OMYogaUK_December_2016

(Michael S) #1

Te acher zone


VIEWPOINT 2:
British Wheel of Yoga
How can we ensure that people who attend yoga classes in the UK can do
so, confident that they will be cared for and kept safe by a well-trained yoga
teacher?
This is the question at the heart of the standards debate currently taking place.
Every yoga teacher has a duty of care to the students they teach. They must
know how to modify postures for people who attend their classes with a range of
common conditions, such as lower back pain, arthritis, injury or pregnancy. The
first moral principle of yoga - Ahimsa (non-violence) - is the yogic equivalent of
the saying derived from the Hippocratic Oath taken by doctors: first do no harm.
In order to be able to teach yoga safely and with a reasonable level of
expertise, it goes without saying that the yoga teacher must receive adequate
training and have achieved competencies in some obvious areas:


n Knowledge of how the body works, including muscles and joints.
n The ability to understand the joint actions and forces in a range of yoga
asanas, so that they can be methodically prepared for (and modified for those
who cannot or should not do the full form of the pose).
n The skill to teach breathing and relaxation.
n Knowledge of the yoga tradition, philosophy and the benefits
of practice.
n The ability to plan a well-balanced yoga class and a series
of classes.


One way to encourage the above to happen would be to make yoga teaching a
regulated profession, like doctors and nurses. This is not an option that anyone
has put forward, and is not supported by BWY.
A second option is to leave self-regulation in place, but encourage the
yoga community to support and aspire to a set of minimum standards. That is
what Skills Active hopes to achieve by its initiative on National Occupational
Standards (NOS). It is important to note that the NOS will not be compulsory and
this path is not regulation. Yoga schools will be free to ignore them.
Some have tried to equate standards with standardisation. This is a red herring.
The NOS will cover basic skills and competencies that all yoga teachers should
have, and will not prevent every yoga tradition and every style of yoga currently
taught from continuing.
Everyone in the UK yoga community in England, Wales, Scotland and Northern
Ireland has been invited to contribute to the drawing up of the NOS. It is up to
all of us to get around the table and produce these minimum standards that will
protect the public and encourage yoga teacher training organisations to attain
the NOS on their courses.
At the moment members of the public have no simple way of knowing if their
yoga teacher has undergone a thorough teacher training, or has set themselves
up after a wholly inadequate (often very short) course. The NOS is a small step
to establish a quality mark for yoga teaching - to protect the yoga student, and
the person thinking of becoming a yoga teacher.
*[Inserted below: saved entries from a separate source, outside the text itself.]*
//! App state: configuration and the lookup service.

use std::str::FromStr;
use std::sync::Arc;
use std::time::Instant;

use chrono::{DateTime, Utc};
use tracing::warn;

use ipscope_cache::{CacheConfig, ResultCache};
use ipscope_core::constants::DEFAULT_PORT;
use ipscope_core::error::Result;
use ipscope_limiter::{RateLimitConfig, RateLimiter};
use ipscope_upstream::{GeoClient, ProviderConfig, UpstreamConfig};

use crate::service::LookupService;

/// API server configuration.
#[derive(Clone, Debug)]
pub struct ApiConfig {
    /// Listen port
    pub port: u16,
    /// Result cache settings
    pub cache: CacheConfig,
    /// Per-client rate limit
    pub rate_limit: RateLimitConfig,
    /// Geolocation providers
    pub upstream: UpstreamConfig,
}

impl Default for ApiConfig {
    fn default() -> Self {
        Self {
            port: DEFAULT_PORT,
            cache: CacheConfig::default(),
            rate_limit: RateLimitConfig::default(),
            upstream: UpstreamConfig::default(),
        }
    }
}

impl ApiConfig {
    /// Loads configuration from environment variables (and `.env`, if present).
    pub fn from_env() -> Self {
        let _ = dotenvy::dotenv();

        let defaults = Self::default();

        let mut upstream = defaults.upstream;
        if let Some(url) = env_string("IPAPI_BASE_URL") {
            upstream.ipapi = ProviderConfig::new(url);
        }
        if let Some(url) = env_string("IPINFO_BASE_URL") {
            upstream.ipinfo = ProviderConfig::new(url);
        }
        if let Some(key) = env_string("IPAPI_KEY") {
            upstream = upstream.with_ipapi_key(key);
        }
        if let Some(token) = env_string("IPINFO_TOKEN") {
            upstream = upstream.with_ipinfo_token(token);
        }
        upstream.timeout_seconds = env_parse("UPSTREAM_TIMEOUT_SECS", upstream.timeout_seconds);

        Self {
            port: env_parse("PORT", defaults.port),
            cache: CacheConfig {
                max_entries: env_parse("CACHE_MAX_ENTRIES", defaults.cache.max_entries),
                ttl_seconds: env_parse("CACHE_DURATION", defaults.cache.ttl_seconds),
                sweep_interval_seconds: env_parse(
                    "CACHE_CHECK_PERIOD",
                    defaults.cache.sweep_interval_seconds,
                ),
            },
            rate_limit: RateLimitConfig {
                max_requests: env_parse("RATE_LIMIT_MAX", defaults.rate_limit.max_requests),
                window_seconds: env_parse(
                    "RATE_LIMIT_WINDOW_SECS",
                    defaults.rate_limit.window_seconds,
                ),
            },
            upstream,
        }
    }
}

/// Reads a non-blank environment variable.
fn env_string(name: &str) -> Option<String> {
    std::env::var(name).ok().filter(|v| !v.trim().is_empty())
}

/// Parses an environment variable, falling back to `default` when unset or invalid.
fn env_parse<T: FromStr>(name: &str, default: T) -> T {
    match env_string(name) {
        Some(raw) => raw.trim().parse().unwrap_or_else(|_| {
            warn!(var = name, value = %raw, "Invalid value, using default");
            default
        }),
        None => default,
    }
}

/// Shared application state.
pub struct AppState {
    /// Configuration the state was built from
    pub config: ApiConfig,
    /// Cache, limiter and upstream behind one lookup entry point
    pub service: LookupService,
    /// Wall-clock startup time, reported by `/health`
    pub started_at: DateTime<Utc>,
    /// Monotonic startup time for uptime
    pub started: Instant,
}

impl AppState {
    /// Builds the cache, limiter and upstream client from configuration.
    pub fn new(config: ApiConfig) -> Result<Self> {
        let cache = ResultCache::with_config(config.cache.clone());
        let limiter = RateLimiter::with_config(config.rate_limit.clone());
        let upstream = GeoClient::with_config(config.upstream.clone())?;

        let service = LookupService::new(
            Arc::new(cache),
            Arc::new(limiter),
            Arc::new(upstream),
        );

        Ok(Self::with_service(config, service))
    }

    /// Wraps an already assembled lookup service.
    pub fn with_service(config: ApiConfig, service: LookupService) -> Self {
        Self {
            config,
            service,
            started_at: Utc::now(),
            started: Instant::now(),
        }
    }
}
Paul Fox, chair of British Wheel of Yoga (bwy.org.uk)


VIEWPOINT 3:
Yoga Alliance Professionals
The proposed National Occupational Standards
is an initiative of Skills Active, a charity with
several commercial subsidiaries working across
seven sectors (sport, fitness, outdoors, playwork,
caravans, hair and beauty).
We have met this organisation before in the
guise of the Register of Exercise Professionals
(REPS), which attempted to regulate yoga teaching
in fitness centres, with mixed success. Initially,
we did look into cooperating with REPS, but later
dismissed the idea when we realised, in our view,
their poor standards.
Presumably, Skills Active now want to expand
their horizons by attempting to regulate all yoga
teaching, both inside and outside of the fitness
industry. The significance of this, Dear Teacher,
Trainer or Studio, is that you will be expected to
join their register for an annual membership fee.
However, on a positive note, the head of
standards and qualifications at Skills Active,
Caroline Larissey, has assured us that the NOS
guidelines would be a benchmark for good
practice in teaching and are not compulsory for
yoga teachers to abide by. She also stressed that
the standards are based more on the minimum
duties of a yoga teacher to do their job, and have
less to do with what they are teaching.
But there is some contradiction in this when
Skills Active states in its outline of the initiative:
“The NOS review will only cover the teaching of the
pillars of Hatha yoga.” This is reinforced further
by a spokesperson for the British Wheel of Yoga
who (in a previous article in OM) goes as far as
to list the topics he considers vital to teach yoga
effectively. So just who is behind this review?
More from the Skills Active review notes: “As
part of this work we will be completing both
Steering group and Expert Working group meetings
alongside holding a UK-wide consultation.”
Now, Yoga Alliance Professionals is the biggest
accrediting organisation for teacher training
courses in the UK, and yet we have never been
contacted. We have asked who exactly makes
up this ‘expert working group’ and have had no
response. Repeated requests for more information
have been met with silence. It sounds like a secret
society with a less than transparent agenda.
Finally, again from Skills Active: “The initial
approach for the development of a set of NOS
for Hatha Yoga teachers was driven by several
aspects.” These include a “request from the sector
to set a benchmark for the teaching of Hatha
Yoga.” What exactly is ‘the sector’? Who requested
this? Stand up please and make yourself known, if
you dare.

Brian Cooper, Head of Policy at Yoga Alliance
Professionals (yogaallianceprofessionals.org)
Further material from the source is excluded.